Redwood Forest Cavaliers is located on the North Coast of California. When you're driving up Highway 101 from the Bay area, once you hit Humboldt County, you see nothing but giant redwoods for miles and miles. I always say, “We have more trees than people!”
We adopted our first Cavalier a couple of years after our dog, Precious died. A tiny terrier/poodle pup we adopted from the local shelter, Precious lived with us for 14 years. My husband and I decided we would not get another dog, but eventually we realized our “empty nest” was a bit lonely.
I began researching the breeds to see if “the perfect dog” for us existed. We wanted a small dog that was smart and didn’t require a great deal of exercise. I also looked at how much they shed, bark and how aggressive they are.
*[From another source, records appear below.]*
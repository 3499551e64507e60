//! CLI argument definitions using clap derive macros.

use std::path::PathBuf;

use clap::{Parser, Subcommand};

use manuscript_monitor::network::constants::DEFAULT_MAX_ATTEMPTS;

/// Inspect manuscript download monitoring and fetch through the resilience layer.
///
/// Shows the effective per-library monitoring config, evaluates the
/// continue/split/abort policy, and fetches URLs with circuit breaking,
/// retries, and progress tracking.
#[derive(Parser, Debug)]
#[command(name = "manuscript-monitor")]
#[command(author, version, about)]
pub struct Args {
    /// Increase output verbosity (-v for debug, -vv for trace)
    #[arg(short, long, action = clap::ArgAction::Count, global = true)]
    pub verbose: u8,

    /// Suppress non-error output
    #[arg(short, long, global = true)]
    pub quiet: bool,

    /// JSON file of per-library config overrides
    #[arg(long, global = true, value_name = "FILE")]
    pub config: Option<PathBuf>,

    #[command(subcommand)]
    pub command: Command,
}

#[derive(Subcommand, Debug)]
pub enum Command {
    /// Print the effective monitoring config for a library
    Config {
        /// Library name (e.g. gallica, internet_culturale)
        library: String,

        /// Manuscript page count, for the page-count multiplier and timeout
        #[arg(short, long, default_value_t = 1)]
        pages: u32,

        /// Print JSON instead of text
        #[arg(long)]
        json: bool,
    },

    /// Evaluate the continue/split/abort policy for a running download
    Recommend {
        /// Library name
        library: String,

        /// Total pages in the manuscript
        #[arg(short, long)]
        pages: u32,

        /// Pages downloaded so far
        #[arg(long, default_value_t = 0)]
        progress: u32,

        /// Average speed in pages per minute
        #[arg(long, default_value_t = 0.0)]
        speed: f64,

        /// Estimated minutes remaining (omit if unknown)
        #[arg(long)]
        eta: Option<f64>,
    },

    /// Fetch URLs through the resilience layer while tracking progress
    Fetch {
        /// URLs to fetch, in order
        #[arg(required = true)]
        urls: Vec<String>,

        /// Library the URLs belong to
        #[arg(short, long, default_value = "default")]
        library: String,

        /// Maximum attempts per URL (1-10)
        #[arg(short = 'r', long, default_value_t = DEFAULT_MAX_ATTEMPTS as u8, value_parser = clap::value_parser!(u8).range(1..=10))]
        max_attempts: u8,

        /// Minimum delay between requests to the same host in milliseconds (max 60000)
        #[arg(short = 'l', long, default_value_t = 0, value_parser = clap::value_parser!(u64).range(0..=60000))]
        rate_limit: u64,

        /// Print the network health summary after fetching
        #[arg(long)]
        health: bool,
    },
}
Since we planned to take the dog to work with us (we own the company), it would need to be “people-friendly”. And, finally, we needed to be assured that the dog would be good with children. (Note: We now have three grandsons: Leopold, born in 2009, Maxwell 2011, and Theodric 2013!)
Cavalier King Charles Spaniel was the breed we chose. I found a reputable breeder who had two female litter-mates. He considered both to have show potential. Before we had chosen which of the pups we wanted, the breeder had to move back East, and made us an offer to take both girls. We accepted, and oh, what a wonderful decision we made! I have heard from many folks that Cavaliers are like potato chips: “You can’t have just one!” My degree is in music and I studied and sang opera, so we named them Bella Donna (Italian for beautiful lady) and Bianca Donna (white lady).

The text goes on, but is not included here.